Our study is retrospective including 20 patients admitted to the author's institution for isolated bone abscess. The mean age of these patients is 30 years old (14 up to 46 years) with male predominance. Symptoms were chronic including localized pain with no systemic illness. The erythrocyte sedimentation rate was elevated in 2/3 of the cases. Roentegenogram was typical in 18 cases showing metaphysic cyst with sclerotic wall. Tibia was the most involved bone, 14 among 20 cases. Bacteriological study of the abscess pus isolated staphylococcus in 12 cases and pseudomonas in two cases. No organism was identified in the six remaining cases. Histopathological study showed chronic osteomyelitis with granulation including lymphocytes and plasma cells in all cases. Surgery and antibiotics were adequate for treatment in all cases. Our approach consisted in curettage without primary skin closure, cast immobilisation and antibiotics.

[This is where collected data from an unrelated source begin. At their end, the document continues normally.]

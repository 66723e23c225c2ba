use indexmap::IndexMap;
use serde::{Deserialize, Serialize};

use crate::field::{Narrative, Reference, Uri};
use crate::payload::{FieldRewriter, FieldVisitor, Payload};

/// A schemaless record: a type name and an ordered tree of typed fields.
///
/// Use this when record shapes are not known at compile time. The
/// reference-bearing kinds are explicit variants of [`Element`], so the
/// walker finds them without knowing any field names.
#[derive(Debug, Clone, PartialEq, Serialize, Deserialize)]
pub struct Record {
    record_type: String,
    #[serde(default)]
    fields: IndexMap<String, Element>,
}

/// One value inside a [`Record`].
#[derive(Debug, Clone, PartialEq, Serialize, Deserialize)]
#[serde(tag = "kind", content = "value", rename_all = "snake_case")]
pub enum Element {
    Bool(bool),
    Integer(i64),
    Decimal(f64),
    Text(String),
    Uri(Uri),
    Reference(Reference),
    Narrative(Narrative),
    List(Vec<Element>),
    Record(Record),
}

impl Record {
    pub fn new(record_type: impl Into<String>) -> Self {
        Record {
            record_type: record_type.into(),
            fields: IndexMap::new(),
        }
    }

    /// Builder-style field insertion.
    pub fn with(mut self, name: impl Into<String>, value: impl Into<Element>) -> Self {
        self.insert(name, value);
        self
    }

    /// Inserts a field, returning the previous value under that name.
    pub fn insert(&mut self, name: impl Into<String>, value: impl Into<Element>) -> Option<Element> {
        self.fields.insert(name.into(), value.into())
    }

    pub fn record_type(&self) -> &str {
        &self.record_type
    }

    pub fn get(&self, name: &str) -> Option<&Element> {
        self.fields.get(name)
    }

    pub fn get_mut(&mut self, name: &str) -> Option<&mut Element> {
        self.fields.get_mut(name)
    }

    pub fn fields(&self) -> impl Iterator<Item = (&str, &Element)> {
        self.fields.iter().map(|(k, v)| (k.as_str(), v))
    }

    pub fn len(&self) -> usize {
        self.fields.len()
    }

    pub fn is_empty(&self) -> bool {
        self.fields.is_empty()
    }
}

impl Element {
    pub fn as_reference(&self) -> Option<&Reference> {
        match self {
            Element::Reference(r) => Some(r),
            _ => None,
        }
    }

    pub fn as_uri(&self) -> Option<&Uri> {
        match self {
            Element::Uri(u) => Some(u),
            _ => None,
        }
    }

    pub fn as_narrative(&self) -> Option<&Narrative> {
        match self {
            Element::Narrative(n) => Some(n),
            _ => None,
        }
    }

    pub fn as_text(&self) -> Option<&str> {
        match self {
            Element::Text(s) => Some(s),
            _ => None,
        }
    }

    pub fn as_list(&self) -> Option<&[Element]> {
        match self {
            Element::List(items) => Some(items),
            _ => None,
        }
    }

    pub fn as_record(&self) -> Option<&Record> {
        match self {
            Element::Record(r) => Some(r),
            _ => None,
        }
    }
}

impl Payload for Record {
    fn visit_fields(&self, visitor: &mut dyn FieldVisitor) {
        self.fields.visit_fields(visitor);
    }

    fn rewrite_fields<W: FieldRewriter>(&mut self, rewriter: &mut W) -> Result<(), W::Error> {
        self.fields.rewrite_fields(rewriter)
    }
}

impl Payload for Element {
    fn visit_fields(&self, visitor: &mut dyn FieldVisitor) {
        match self {
            Element::Uri(u) => u.visit_fields(visitor),
            Element::Reference(r) => r.visit_fields(visitor),
            Element::Narrative(n) => n.visit_fields(visitor),
            Element::List(items) => items.visit_fields(visitor),
            Element::Record(r) => r.visit_fields(visitor),
            Element::Bool(_) | Element::Integer(_) | Element::Decimal(_) | Element::Text(_) => {}
        }
    }

    fn rewrite_fields<W: FieldRewriter>(&mut self, rewriter: &mut W) -> Result<(), W::Error> {
        match self {
            Element::Uri(u) => u.rewrite_fields(rewriter),
            Element::Reference(r) => r.rewrite_fields(rewriter),
            Element::Narrative(n) => n.rewrite_fields(rewriter),
            Element::List(items) => items.rewrite_fields(rewriter),
            Element::Record(r) => r.rewrite_fields(rewriter),
            Element::Bool(_) | Element::Integer(_) | Element::Decimal(_) | Element::Text(_) => Ok(()),
        }
    }
}

impl From<bool> for Element {
    fn from(v: bool) -> Self {
        Element::Bool(v)
    }
}

impl From<i64> for Element {
    fn from(v: i64) -> Self {
        Element::Integer(v)
    }
}

impl From<f64> for Element {
    fn from(v: f64) -> Self {
        Element::Decimal(v)
    }
}

impl From<&str> for Element {
    fn from(v: &str) -> Self {
        Element::Text(v.to_string())
    }
}

impl From<String> for Element {
    fn from(v: String) -> Self {
        Element::Text(v)
    }
}

impl From<Uri> for Element {
    fn from(v: Uri) -> Self {
        Element::Uri(v)
    }
}

impl From<Reference> for Element {
    fn from(v: Reference) -> Self {
        Element::Reference(v)
    }
}

impl From<Narrative> for Element {
    fn from(v: Narrative) -> Self {
        Element::Narrative(v)
    }
}

impl From<Record> for Element {
    fn from(v: Record) -> Self {
        Element::Record(v)
    }
}

impl<T: Into<Element>> From<Vec<T>> for Element {
    fn from(v: Vec<T>) -> Self {
        Element::List(v.into_iter().map(Into::into).collect())
    }
}

#[cfg(test)]
mod tests {
    use super::*;
    use crate::payload::{FieldMut, references};
    use std::convert::Infallible;

    fn observation() -> Record {
        Record::new("Observation")
            .with("status", "final")
            .with("subject", Reference::new("Patient/tmp-1"))
            .with("instantiates", Uri::new("Questionnaire/tmp-2"))
            .with("text", Narrative::new("<div/>"))
            .with(
                "component",
                vec![Record::new("Component").with("focus", Reference::new("Device/tmp-3"))],
            )
    }

    #[test]
    fn walker_finds_nested_fields_by_kind() {
        let refs = references(&observation());
        assert_eq!(refs, ["Patient/tmp-1", "Questionnaire/tmp-2", "Device/tmp-3"]);
    }

    #[test]
    fn plain_text_is_not_a_reference() {
        let record = Record::new("Note").with("comment", "Patient/tmp-1");
        assert!(references(&record).is_empty());
    }

    #[test]
    fn rewrite_reaches_every_kind() {
        struct Tag(usize);

        impl FieldRewriter for Tag {
            type Error = Infallible;

            fn rewrite_field(&mut self, field: FieldMut<'_>) -> Result<(), Infallible> {
                self.0 += 1;
                match field {
                    FieldMut::Reference(r) => r.display = Some("seen".into()),
                    FieldMut::Uri(u) => u.0.push_str("#seen"),
                    FieldMut::Narrative(n) => n.status = "seen".into(),
                }
                Ok(())
            }
        }

        let mut record = observation();
        let mut tag = Tag(0);
        record.rewrite_fields(&mut tag).unwrap();

        assert_eq!(tag.0, 4);
        assert_eq!(
            record.get("subject").and_then(Element::as_reference).and_then(|r| r.display.as_deref()),
            Some("seen")
        );
        assert_eq!(
            record.get("instantiates").and_then(Element::as_uri).map(Uri::as_str),
            Some("Questionnaire/tmp-2#seen")
        );
        assert_eq!(
            record.get("text").and_then(Element::as_narrative).map(|n| n.status.as_str()),
            Some("seen")
        );
    }

    #[test]
    fn builder_and_accessors() {
        let mut record = Record::new("Patient").with("active", true).with("age", 42i64);
        assert_eq!(record.record_type(), "Patient");
        assert_eq!(record.len(), 2);
        assert_eq!(record.insert("active", false), Some(Element::Bool(true)));
        assert!(record.get_mut("age").is_some());
        assert_eq!(record.fields().count(), 2);
    }
}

Our patients were followed up over a median period of six years (8 months to 10 years). Overall, the results of treatment were good and in the long-term the abscess disappeared in all cases without recurrence. The erythrocyte sedimentation rate was normalized in 10 weeks and roentegenologically, the abscess disappeared progressively without osteomyelitis complication.

According to our study, we believe that surgical treatment based on total excision of the bone collection and the sclerotic wall is the best method of therapy. As a matter of fact, healing was obtained without grafting in all cases and in the long-term follow up, abscess disappeared without recurrence and fistulisation.